A few other limits you might check against:

  • GL_MAX_COMBINED_UNIFORM_BLOCKS
  • GL_MAX_VERTEX_UNIFORM_BLOCKS
  • GL_MAX_UNIFORM_BLOCK_SIZE
  • GL_MAX_UNIFORM_BUFFER_BINDINGS

I think GL_MAX_UNIFORM_BUFFER_BINDINGS is the limit you want to check against here. GL_MAX_FRAGMENT_UNIFORM_BLOCKS (and GL_MAX_VERTEX_UNIFORM_BLOCKS and GL_MAX_COMBINED_UNIFORM_BLOCKS) are for the totals bindings allowed for vertex, fragment, and all stages.

Also, pretty sure this goes without saying, but you are Checking for OpenGL Errors, right? And making sure your GLSL program compiles and links successfully?

Good luck!

The GLSL program does compile and link successfully.

I don’t check if that particular part (preparing and uploading the UBO to the fragemnt shader) does not generate any OpenGL errors, good point.

I highly doubt the problem is that I exceed some limits, as this runs on many much older GPUs, including a few older Adrenos ( 320 for one ) - and it’s hard to imagine 510 and 506 would have lower limits than all of those (much!) older chipsets?
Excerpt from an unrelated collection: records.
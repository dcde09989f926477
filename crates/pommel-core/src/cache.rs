//! Memoized container metadata for one generation run

use dashmap::DashMap;
use pommel_model::{ClassName, ContainerKind, MetadataSource, ModelResult};

/// Caches [`MetadataSource::container_kind`] answers by reflection name.
///
/// One cache is created per run and passed to whoever needs it. Lookups may
/// race from several workers; the worst case is asking the source twice.
pub struct MetadataCache<'a> {
    source: &'a dyn MetadataSource,
    kinds: DashMap<String, ContainerKind>,
}

impl<'a> MetadataCache<'a> {
    pub fn new(source: &'a dyn MetadataSource) -> Self {
        Self {
            source,
            kinds: DashMap::new(),
        }
    }

    pub fn container_kind(&self, container: &ClassName) -> ModelResult<ContainerKind> {
        let key = container.reflection_name();
        if let Some(kind) = self.kinds.get(&key) {
            return Ok(*kind);
        }

        let kind = self.source.container_kind(container)?;
        self.kinds.insert(key, kind);
        Ok(kind)
    }

    /// Number of cached containers
    pub fn len(&self) -> usize {
        self.kinds.len()
    }

    pub fn is_empty(&self) -> bool {
        self.kinds.is_empty()
    }
}
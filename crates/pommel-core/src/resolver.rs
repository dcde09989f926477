//! Binding type resolution.
//!
//! Decides which type a generated module exposes for a class:
//!
//! 1. An explicit `bindingClass` always wins.
//! 2. With `bindSuperType = false` the class binds itself.
//! 3. Otherwise the declared supertypes decide. One interface or one
//!    superclass is bound; none means self-binding; anything more yields
//!    every [`BindingConflict`] that applies.
//!
//! An interface next to a real superclass is reported as "Multiple super
//! classes found" even when there is a single interface. Callers depend on
//! that trigger, so it is kept as is.

use pommel_model::{BindingClass, TypeConstruct, TypeName};
use std::fmt;

/// Everything the resolver looks at
#[derive(Debug, Clone, PartialEq, Eq)]
pub struct BindingInputs<'a> {
    pub own_type: TypeName,
    pub binding_class: &'a BindingClass,
    /// Declared superclass, root type excluded
    pub superclass: Option<&'a TypeName>,
    pub interfaces: &'a [TypeName],
    pub bind_super_type: bool,
}

impl<'a> BindingInputs<'a> {
    pub fn for_type(construct: &'a TypeConstruct) -> Self {
        let supertypes = construct.declared_supertypes();
        Self {
            own_type: construct.own_type(),
            binding_class: &construct.solo_module.binding_class,
            superclass: supertypes.superclass,
            interfaces: supertypes.interfaces,
            bind_super_type: construct.solo_module.bind_super_type,
        }
    }
}

/// The decided exposed type
#[derive(Debug, Clone, PartialEq, Eq)]
pub struct ResolvedBinding {
    pub exposed_type: TypeName,
    /// `exposed_type` is the construct's own type
    pub self_binding: bool,
}

/// Supertype configurations that need an explicit `bindingClass`
#[derive(Debug, Clone, PartialEq, Eq)]
pub enum BindingConflict {
    MultipleInterfaces {
        interfaces: Vec<TypeName>,
    },
    SuperclassAndInterfaces {
        superclass: TypeName,
        interfaces: Vec<TypeName>,
    },
}

impl BindingConflict {
    /// Diagnostic text naming the conflicting types
    pub fn message(&self) -> String {
        match self {
            BindingConflict::MultipleInterfaces { interfaces } => format!(
                "Multiple interfaces found. Binding type must be specified: {}",
                join_types(interfaces.iter())
            ),
            BindingConflict::SuperclassAndInterfaces {
                superclass,
                interfaces,
            } => format!(
                "Multiple super classes found. Binding type must be specified: {}",
                join_types(std::iter::once(superclass).chain(interfaces.iter()))
            ),
        }
    }
}

fn join_types<'a>(types: impl Iterator<Item = &'a TypeName>) -> String {
    types.map(ToString::to_string).collect::<Vec<_>>().join(", ")
}

impl fmt::Display for BindingConflict {
    fn fmt(&self, f: &mut fmt::Formatter<'_>) -> fmt::Result {
        f.write_str(&self.message())
    }
}

/// Resolve the exposed type of a binding.
///
/// Every conflict found is returned, so a class with a superclass and two
/// interfaces reports both.
pub fn resolve_binding(
    inputs: &BindingInputs<'_>,
) -> Result<ResolvedBinding, Vec<BindingConflict>> {
    let exposed_type = match (inputs.binding_class.specified(), inputs.bind_super_type) {
        (Some(explicit), _) => explicit.clone(),
        (None, false) => inputs.own_type.clone(),
        (None, true) => infer_from_supertypes(inputs)?,
    };

    Ok(ResolvedBinding {
        self_binding: exposed_type == inputs.own_type,
        exposed_type,
    })
}

fn infer_from_supertypes(inputs: &BindingInputs<'_>) -> Result<TypeName, Vec<BindingConflict>> {
    let mut conflicts = Vec::new();

    if inputs.interfaces.len() > 1 {
        conflicts.push(BindingConflict::MultipleInterfaces {
            interfaces: inputs.interfaces.to_vec(),
        });
    }
    if let Some(superclass) = inputs.superclass
        && !inputs.interfaces.is_empty()
    {
        conflicts.push(BindingConflict::SuperclassAndInterfaces {
            superclass: superclass.clone(),
            interfaces: inputs.interfaces.to_vec(),
        });
    }
    if !conflicts.is_empty() {
        return Err(conflicts);
    }

    Ok(inputs
        .interfaces
        .first()
        .or(inputs.superclass)
        .unwrap_or(&inputs.own_type)
        .clone())
}
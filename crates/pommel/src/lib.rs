//! # pommel
//!
//! Generates one Dagger-Hilt `@Module` per declaration annotated with
//! `@SoloModule`, so a class or factory function can be installed into the
//! dependency graph without a hand-written module.
//!
//! ## Quick Start
//!
//! ```no_run
//! use pommel::prelude::*;
//!
//! # fn main() -> Result<(), Box<dyn std::error::Error>> {
//! let manifest = Manifest::from_file("build/pommel/manifest.json")?;
//! let config = PommelConfig::default();
//!
//! let pipeline = Pipeline::new(
//!     JavaRenderer::new(config.generator.clone()),
//!     ScopeMapper::new(config.generator.application_component.clone()),
//! );
//! let summary = pipeline.process_all(&manifest.constructs, &manifest, &TracingSink::new())?;
//! write_artifacts(summary.artifacts(), &config.output.directory)?;
//! # Ok(())
//! # }
//! ```
//!
//! ## Crate Structure
//!
//! This is a facade crate that re-exports from:
//! - [`pommel_model`] - Type names, annotations, constructs and the host manifest
//! - [`pommel_core`] - Binding resolution, scope mapping, validation and the pipeline
//! - [`pommel_codegen`] - Java module rendering and file output
//! - [`pommel_logging`] - Tracing setup and the tracing diagnostic sink

// Re-export model types
pub use pommel_model::{
    Annotated, Annotation, BindingClass, ClassName, Construct, ContainerKind, FunctionConstruct,
    Manifest, MetadataSource, ModelError, ModelResult, PropertyAccessor, SoloModule,
    TypeConstruct, TypeName, Visibility,
};

// Re-export the engine
pub use pommel_core::{
    Artifact, ArtifactRenderer, BindingDescriptor, CollectingSink, Diagnostic, DiagnosticSink,
    GeneratorConfig, LogLevel, Outcome, Pipeline, PommelConfig, PommelError, PommelResult,
    RenderStrategy, RunSummary, ScopeMapper, Severity, resolve_binding,
};

// Re-export rendering and output
pub use pommel_codegen::{CodegenError, CodegenResult, JavaRenderer, WriteReport, write_artifacts};

pub use pommel_logging::{TracingSink, init_logging};

// Re-export common dependencies that host adapters need
pub use serde_json;
pub use tracing;

/// Prelude module for convenient imports.
///
/// Use `use pommel::prelude::*;` to import the types needed to run a
/// generation pass end to end.
pub mod prelude {
    pub use crate::{
        ClassName, Construct, ContainerKind, Diagnostic, DiagnosticSink, JavaRenderer, Manifest,
        MetadataSource, Outcome, Pipeline, PommelConfig, PommelError, PommelResult, RunSummary,
        ScopeMapper, TracingSink, TypeName, write_artifacts,
    };
}
//! Fragments of Java source with type references left unresolved

use pommel_model::{ClassName, TypeName};

#[derive(Debug, Clone, PartialEq, Eq)]
pub(crate) enum CodePart {
    Literal(String),
    /// Written by its shortest unambiguous name once imports are known
    Type(TypeName),
    WrappingSpace,
    /// Lines after the first are indented two extra levels until the end
    StatementStart,
    StatementEnd,
}

/// A piece of code built from literals and type references
#[derive(Debug, Clone, Default, PartialEq, Eq)]
pub struct CodeBlock {
    parts: Vec<CodePart>,
}

impl CodeBlock {
    pub fn new() -> Self {
        Self::default()
    }

    pub fn of(text: impl Into<String>) -> Self {
        Self::new().text(text)
    }

    pub fn text(mut self, text: impl Into<String>) -> Self {
        let text = text.into();
        if !text.is_empty() {
            self.parts.push(CodePart::Literal(text));
        }
        self
    }

    pub fn ty(mut self, ty: &TypeName) -> Self {
        self.parts.push(CodePart::Type(ty.clone()));
        self
    }

    pub fn class(self, class: &ClassName) -> Self {
        self.ty(&TypeName::Class(class.clone()))
    }

    /// A Java string literal
    pub fn string(self, value: &str) -> Self {
        self.text(string_literal(value))
    }

    pub fn block(mut self, other: CodeBlock) -> Self {
        self.parts.extend(other.parts);
        self
    }

    pub fn wrapping_space(mut self) -> Self {
        self.parts.push(CodePart::WrappingSpace);
        self
    }

    /// `block;` as a statement, continuation lines indented
    pub fn statement(block: CodeBlock) -> Self {
        let mut parts = vec![CodePart::StatementStart];
        parts.extend(block.parts);
        parts.push(CodePart::Literal(";\n".to_string()));
        parts.push(CodePart::StatementEnd);
        Self { parts }
    }

    /// Concatenate blocks with `separator` between them
    pub fn join(blocks: impl IntoIterator<Item = CodeBlock>, separator: &str) -> Self {
        blocks
            .into_iter()
            .enumerate()
            .fold(Self::new(), |joined, (i, block)| {
                let joined = if i > 0 { joined.text(separator) } else { joined };
                joined.block(block)
            })
    }

    pub fn is_empty(&self) -> bool {
        self.parts.is_empty()
    }

    pub(crate) fn parts(&self) -> &[CodePart] {
        &self.parts
    }
}

fn string_literal(value: &str) -> String {
    let mut literal = String::with_capacity(value.len() + 2);
    literal.push('"');
    for c in value.chars() {
        match c {
            '"' => literal.push_str("\\\""),
            '\\' => literal.push_str("\\\\"),
            '\n' => literal.push_str("\\n"),
            '\r' => literal.push_str("\\r"),
            '\t' => literal.push_str("\\t"),
            c => literal.push(c),
        }
    }
    literal.push('"');
    literal
}
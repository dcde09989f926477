//! pommel CLI - Dagger-Hilt module generator
//!
//! Commands:
//! - `pommel generate` - Generate `_SoloModule` sources from a host manifest
//! - `pommel check` - Validate a host manifest without writing anything
//! - `pommel scopes` - Print the recognized scope table

use clap::{Parser, Subcommand};
use pommel_core::{LogLevel, PommelConfig};
use std::path::PathBuf;

mod check;
mod generate;
mod scopes;

#[derive(Parser)]
#[command(name = "pommel")]
#[command(author, version, about = "Generates Dagger-Hilt modules for @SoloModule declarations", long_about = None)]
struct Cli {
    /// Log level (trace, debug, info, warn, error, off); overrides pommel.toml
    #[arg(long, global = true)]
    log_level: Option<LogLevel>,

    /// Path to pommel.toml (default: ./pommel.toml when present)
    #[arg(short, long, global = true)]
    config: Option<PathBuf>,

    #[command(subcommand)]
    command: Commands,
}

#[derive(Subcommand)]
enum Commands {
    /// Generate module sources
    Generate {
        /// Host manifest (JSON) listing the discovered constructs
        #[arg(short, long)]
        manifest: PathBuf,

        /// Output root for generated sources (default: output.directory)
        #[arg(short, long)]
        output: Option<PathBuf>,

        /// Number of worker threads (default: one per core)
        #[arg(short, long)]
        jobs: Option<usize>,
    },

    /// Validate a host manifest without writing
    Check {
        /// Host manifest (JSON) listing the discovered constructs
        #[arg(short, long)]
        manifest: PathBuf,
    },

    /// Print the scope to install-target table
    Scopes,
}

fn main() -> anyhow::Result<()> {
    let cli = Cli::parse();

    let cwd = std::env::current_dir()?;
    let config = PommelConfig::discover(cli.config.as_deref(), &cwd)?;
    pommel_logging::init_logging(cli.log_level.unwrap_or(config.logging.level));

    match cli.command {
        Commands::Generate {
            manifest,
            output,
            jobs,
        } => {
            generate::run(&manifest, output, jobs, &config)?;
        }
        Commands::Check { manifest } => {
            check::run(&manifest, &config)?;
        }
        Commands::Scopes => {
            scopes::run(&config);
        }
    }

    Ok(())
}
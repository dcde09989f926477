//! pommel-model - Host model consumed by the pommel module generator
//!
//! The host (an annotation processor, a compiler plugin, or a manifest written
//! by either) describes what it discovered with these types:
//! - [`ClassName`] and [`TypeName`] for type references
//! - [`Annotation`] and the [`Annotated`] query trait
//! - [`Construct`], the annotated class, function or property getter
//! - [`MetadataSource`] for lookups about enclosing containers
//! - [`Manifest`], the JSON interchange form of all of the above

mod annotation;
mod construct;
mod error;
mod manifest;
mod source;
mod type_name;

pub use annotation::{Annotated, Annotation, AnnotationMember, names};
pub use construct::{
    BINDING_CLASS_SENTINELS, BindingClass, Construct, Constructor, FunctionConstruct, Parameter,
    PropertyAccessor, ROOT_TYPES, SoloModule, Supertypes, TypeConstruct, Visibility,
};
pub use error::{ModelError, ModelResult};
pub use manifest::Manifest;
pub use source::{ContainerKind, MetadataSource};
pub use type_name::{ClassName, Primitive, TypeName};

/// Prelude module for convenient imports
pub mod prelude {
    pub use crate::{
        Annotated, Annotation, BindingClass, ClassName, Construct, ContainerKind, Manifest,
        MetadataSource, ModelError, ModelResult, SoloModule, TypeName,
    };
}
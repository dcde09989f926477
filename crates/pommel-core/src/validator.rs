//! Eligibility checks that gate generation.
//!
//! Every check runs, so one pass reports all problems of a construct. Only a
//! construct with no error diagnostics yields a [`BindingDescriptor`].

use crate::cache::MetadataCache;
use crate::descriptor::{BindingDescriptor, ProvidedParameter, RenderStrategy, SourceConstruct};
use crate::diagnostic::Diagnostic;
use crate::error::{PommelError, PommelResult};
use crate::resolver::{BindingInputs, resolve_binding};
use crate::scope::ScopeMapper;
use pommel_model::{
    Annotated, Annotation, ClassName, Construct, ContainerKind, FunctionConstruct, Parameter,
    PropertyAccessor, SoloModule, TypeConstruct, TypeName, Visibility,
};

/// Diagnostic messages
pub mod messages {
    pub const TYPE_NOT_PUBLIC: &str = "Types marked with @SoloModule must be public";
    pub const NESTED_TYPE_NOT_STATIC: &str = "Nested types marked with @SoloModule must be static";
    pub const MULTIPLE_INJECT_CONSTRUCTORS: &str =
        "Multiple constructors marked with @Inject annotated found.";
    pub const PRIVATE_INJECT_CONSTRUCTOR: &str = "@Inject constructor must not be private.";
    pub const FUNCTION_NOT_PUBLIC: &str = "Functions marked with @SoloModule must be public";
    pub const FUNCTION_NOT_STATIC: &str =
        "Functions marked with @SoloModule must be top level or enclosed in an object or companion class";
    pub const CUSTOM_SCOPE: &str =
        "@SoloModule does not support custom scopes--use recognized scope markers or disable installation";
}

/// Outcome of validating one construct
#[derive(Debug, Clone, PartialEq, Eq)]
pub enum Validation {
    Accepted(BindingDescriptor),
    Rejected(Vec<Diagnostic>),
}

pub struct Validator<'a> {
    cache: &'a MetadataCache<'a>,
    scopes: &'a ScopeMapper,
}

impl<'a> Validator<'a> {
    pub fn new(cache: &'a MetadataCache<'a>, scopes: &'a ScopeMapper) -> Self {
        Self { cache, scopes }
    }

    /// Validate a construct.
    ///
    /// `Err` means the host broke its contract, for example a class with no
    /// `@Inject` constructor or a container with no metadata.
    pub fn validate(&self, construct: &Construct) -> PommelResult<Validation> {
        match construct {
            Construct::Type(ty) => self.validate_type(ty),
            Construct::Function(function) => self.validate_callable(Callable::function(function)),
            Construct::PropertyAccessor(accessor) => {
                self.validate_callable(Callable::accessor(accessor))
            }
        }
    }

    fn validate_type(&self, ty: &TypeConstruct) -> PommelResult<Validation> {
        let location = ty.name.canonical_name();
        let mut diagnostics = Vec::new();

        if !ty.visibility.is_public() {
            diagnostics.push(Diagnostic::error(&location, messages::TYPE_NOT_PUBLIC));
        }

        if ty.is_nested() && !ty.is_static {
            diagnostics.push(Diagnostic::error(&location, messages::NESTED_TYPE_NOT_STATIC));
        }

        let injectable = ty.injectable_constructors();
        let constructor = match injectable.as_slice() {
            [] => {
                return Err(PommelError::invariant(
                    location,
                    "no @Inject constructor on a construct handed to validation",
                ));
            }
            [single] => Some(*single),
            _ => {
                diagnostics.push(Diagnostic::error(
                    &location,
                    messages::MULTIPLE_INJECT_CONSTRUCTORS,
                ));
                None
            }
        };

        if let Some(constructor) = constructor
            && constructor.visibility.is_private()
        {
            diagnostics.push(Diagnostic::error(
                &location,
                messages::PRIVATE_INJECT_CONSTRUCTOR,
            ));
        }

        let resolved = match resolve_binding(&BindingInputs::for_type(ty)) {
            Ok(resolved) => Some(resolved),
            Err(conflicts) => {
                diagnostics.extend(
                    conflicts
                        .iter()
                        .map(|conflict| Diagnostic::error(&location, conflict.message())),
                );
                None
            }
        };

        let mapping = self
            .scopes
            .map(ty.scope_annotation(), ty.solo_module.install_in.as_ref());
        if ty.solo_module.install && mapping.install_target.is_none() {
            diagnostics.push(Diagnostic::error(&location, messages::CUSTOM_SCOPE));
        }

        let (Some(constructor), Some(resolved), true) =
            (constructor, resolved, diagnostics.is_empty())
        else {
            return Ok(Validation::Rejected(diagnostics));
        };

        let (strategy, parameters) = if resolved.self_binding {
            (
                RenderStrategy::Provides,
                provided_parameters(&constructor.parameters),
            )
        } else {
            (RenderStrategy::Binds, Vec::new())
        };

        let descriptor = BindingDescriptor::builder(
            SourceConstruct::Type {
                name: ty.name.clone(),
            },
            resolved.exposed_type,
            strategy,
        )
        .install_target(mapping.install_target)
        .scope(mapping.scope)
        .qualifier(ty.qualifier_annotation().cloned())
        .generation_enabled(ty.solo_module.install)
        .parameters(parameters)
        .build()?;

        Ok(Validation::Accepted(descriptor))
    }

    fn validate_callable(&self, callable: Callable<'_>) -> PommelResult<Validation> {
        let location = format!("{}.{}", callable.container.canonical_name(), callable.name);
        let kind = self.cache.container_kind(callable.container)?;
        let mut diagnostics = Vec::new();

        if !callable.visibility.is_public() {
            diagnostics.push(Diagnostic::error(&location, messages::FUNCTION_NOT_PUBLIC));
        }

        if !callable.is_static && !kind.is_singleton_like() {
            diagnostics.push(Diagnostic::error(&location, messages::FUNCTION_NOT_STATIC));
        }

        let solo_module = callable.solo_module;
        let mapping = self
            .scopes
            .map(callable.scope_annotation(), solo_module.install_in.as_ref());
        if solo_module.install && mapping.install_target.is_none() {
            diagnostics.push(Diagnostic::error(&location, messages::CUSTOM_SCOPE));
        }

        if !diagnostics.is_empty() {
            return Ok(Validation::Rejected(diagnostics));
        }

        let exposed_type = solo_module
            .binding_class
            .specified()
            .unwrap_or(callable.return_type)
            .clone();

        let descriptor = BindingDescriptor::builder(
            SourceConstruct::Function {
                container: callable.container.clone(),
                name: callable.name.clone(),
                receiver: call_receiver(callable.container, kind),
            },
            exposed_type,
            RenderStrategy::Provides,
        )
        .install_target(mapping.install_target)
        .scope(mapping.scope)
        .qualifier(callable.qualifier_annotation().cloned())
        .generation_enabled(solo_module.install)
        .parameters(provided_parameters(callable.parameters))
        .build()?;

        Ok(Validation::Accepted(descriptor))
    }
}

/// Expression a function is called on: the container chain, plus the
/// singleton instance when the nearest container is a named object.
fn call_receiver(container: &ClassName, kind: ContainerKind) -> String {
    let chain = container.simple_names().join(".");
    match kind {
        ContainerKind::Object => format!("{chain}.INSTANCE"),
        _ => chain,
    }
}

fn provided_parameters(parameters: &[Parameter]) -> Vec<ProvidedParameter> {
    parameters
        .iter()
        .map(|parameter| ProvidedParameter {
            name: parameter.name.clone(),
            ty: parameter.ty.clone(),
            qualifier: parameter.qualifier_annotation().cloned(),
        })
        .collect()
}

/// Functions and property getters validate the same way
struct Callable<'c> {
    container: &'c ClassName,
    name: String,
    visibility: Visibility,
    is_static: bool,
    parameters: &'c [Parameter],
    return_type: &'c TypeName,
    annotations: &'c [Annotation],
    solo_module: &'c SoloModule,
}

impl<'c> Callable<'c> {
    fn function(function: &'c FunctionConstruct) -> Self {
        Self {
            container: &function.container,
            name: function.name.clone(),
            visibility: function.visibility,
            is_static: function.is_static,
            parameters: &function.parameters,
            return_type: &function.return_type,
            annotations: &function.annotations,
            solo_module: &function.solo_module,
        }
    }

    fn accessor(accessor: &'c PropertyAccessor) -> Self {
        Self {
            container: &accessor.container,
            name: accessor.accessor_name(),
            visibility: accessor.visibility,
            is_static: accessor.is_static,
            parameters: &[],
            return_type: &accessor.return_type,
            annotations: &accessor.annotations,
            solo_module: &accessor.solo_module,
        }
    }
}

impl Annotated for Callable<'_> {
    fn annotations(&self) -> &[Annotation] {
        self.annotations
    }
}
//! Configuration management for Planeo.
//!
//! Configuration can be set via environment variables:
//! - `HOST` - Optional. Server host. Defaults to `127.0.0.1`.
//! - `PORT` - Optional. Server port. Defaults to `8000`.
//! - `DATA_DIR` - Optional. Directory for the SQLite database. Defaults to `./data`.
//! - `JWT_SECRET` - Required unless `DEV_MODE` is on. Signing key for access and refresh tokens.
//! - `ACCESS_TOKEN_TTL_MINUTES` - Optional. Access token lifetime. Defaults to `60`.
//! - `REFRESH_TOKEN_TTL_DAYS` - Optional. Refresh token lifetime. Defaults to `30`.
//! - `DEV_MODE` - Optional. When `1`/`true`, requests without a token run as a local guest user.

use std::path::PathBuf;
use thiserror::Error;

/// Signing secret used when `DEV_MODE` is on and no secret is set.
const DEV_SECRET: &str = "planeo-dev-secret";

#[derive(Debug, Error)]
pub enum ConfigError {
    #[error("Missing required environment variable: {0}")]
    MissingEnvVar(String),

    #[error("Invalid value for {0}: {1}")]
    InvalidValue(String, String),
}

/// Token signing configuration.
#[derive(Debug, Clone)]
pub struct AuthConfig {
    /// HMAC secret for signing JWTs
    pub jwt_secret: String,

    /// Access token lifetime in minutes
    pub access_ttl_minutes: i64,

    /// Refresh token lifetime in days
    pub refresh_ttl_days: i64,
}

impl Default for AuthConfig {
    fn default() -> Self {
        Self {
            jwt_secret: DEV_SECRET.to_string(),
            access_ttl_minutes: 60,
            refresh_ttl_days: 30,
        }
    }
}

/// Server configuration.
#[derive(Debug, Clone)]
pub struct Config {
    /// Server host
    pub host: String,

    /// Server port
    pub port: u16,

    /// Directory holding the SQLite database
    pub data_dir: PathBuf,

    /// When on, unauthenticated requests run as the local guest user
    pub dev_mode: bool,

    /// Token signing configuration
    pub auth: AuthConfig,
}

impl Config {
    /// Load configuration from environment variables.
    ///
    /// # Errors
    ///
    /// Returns `ConfigError::MissingEnvVar` if `JWT_SECRET` is not set
    /// and `DEV_MODE` is off.
    pub fn from_env() -> Result<Self, ConfigError> {
        let host = std::env::var("HOST").unwrap_or_else(|_| "127.0.0.1".to_string());

        let port = std::env::var("PORT")
            .unwrap_or_else(|_| "8000".to_string())
            .parse()
            .map_err(|e| ConfigError::InvalidValue("PORT".to_string(), format!("{}", e)))?;

        let data_dir = std::env::var("DATA_DIR")
            .map(PathBuf::from)
            .unwrap_or_else(|_| PathBuf::from("./data"));

        let dev_mode = std::env::var("DEV_MODE")
            .map(|v| matches!(v.to_lowercase().as_str(), "1" | "true" | "yes"))
            .unwrap_or(false);

        let jwt_secret = match std::env::var("JWT_SECRET") {
            Ok(secret) => secret,
            Err(_) if dev_mode => DEV_SECRET.to_string(),
            Err(_) => return Err(ConfigError::MissingEnvVar("JWT_SECRET".to_string())),
        };

        let access_ttl_minutes = std::env::var("ACCESS_TOKEN_TTL_MINUTES")
            .unwrap_or_else(|_| "60".to_string())
            .parse()
            .map_err(|e| {
                ConfigError::InvalidValue("ACCESS_TOKEN_TTL_MINUTES".to_string(), format!("{}", e))
            })?;

        let refresh_ttl_days = std::env::var("REFRESH_TOKEN_TTL_DAYS")
            .unwrap_or_else(|_| "30".to_string())
            .parse()
            .map_err(|e| {
                ConfigError::InvalidValue("REFRESH_TOKEN_TTL_DAYS".to_string(), format!("{}", e))
            })?;

        Ok(Self {
            host,
            port,
            data_dir,
            dev_mode,
            auth: AuthConfig {
                jwt_secret,
                access_ttl_minutes,
                refresh_ttl_days,
            },
        })
    }

    /// Path of the SQLite database file under `data_dir`.
    pub fn db_path(&self) -> PathBuf {
        self.data_dir.join("planeo.db")
    }

    /// Create a config with custom values (useful for testing).
    pub fn new(data_dir: PathBuf, dev_mode: bool) -> Self {
        Self {
            host: "127.0.0.1".to_string(),
            port: 8000,
            data_dir,
            dev_mode,
            auth: AuthConfig::default(),
        }
    }
}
Also, I don’t really know how widesperead the problem is, but it cannot be very widesperead, because a day after a release of the faulty version of my app I only got 2 complaints out of roughly 55k active users, one from someone running this on a Xiaomi Redmi Note 3 ( Adreno 510 ) and another - Redmi Note 4 (Adreno 506). Then I managed to reproduce it on the Adreno 510.

I managed to type everything and ask a question in the Qualcomm forum:

https://developer.qualcomm.com/forum/qdn-forums/software/adreno-gpu-sdk/68260

So far - no answer.

For now I’ve worked around the problem by simply removing the UBO from the fragment shader and reverting back to glUniform4iv(). A move to UBO was part of the plan to try and increase the number of available uniforms in the vertex and fragment shaders, but for now I really need it only in the vertex shader, where fortunately it does work - in fragment shader I can still live with the old way for a while.

That’s interesting. So if it’s a driver bug, that begs the question whether most folks are just running ARM or Imagination Tech GPUs (e.g. Mali, PowerVR) instead of Qualcomm (Adreno). That would explain it. Otherwise it suggests an app bug.

I will say, in the short time I worked with Adreno drivers, I wasn’t impressed with their driver or dev-tech quality. In short order, I hit a driver crash. And like you, posted about it on those forums, getting no help from dev-tech. Some folks do get help there though, so it’s worth a shot.

Makes sense.

On using UBO vs. global-scope uniforms, one performance warning. Make sure you know what the behavior of your GL-ES driver(s) is when there is buffer object resource contention.

For instance, when you update a buffer object from the CPU for which a GPU read from that buffer object has been queued. Many drivers internally will just block the CPU update (and the app draw thread) until the GPU “catches up”. This is often not the behavior you want. Double- or triple-buffering can help here. This is especially a problem on mobile GPUs, which depend on deep pipelining for best performance (e.g. GPU rasterizing a frame 1-3 frames after CPU submission).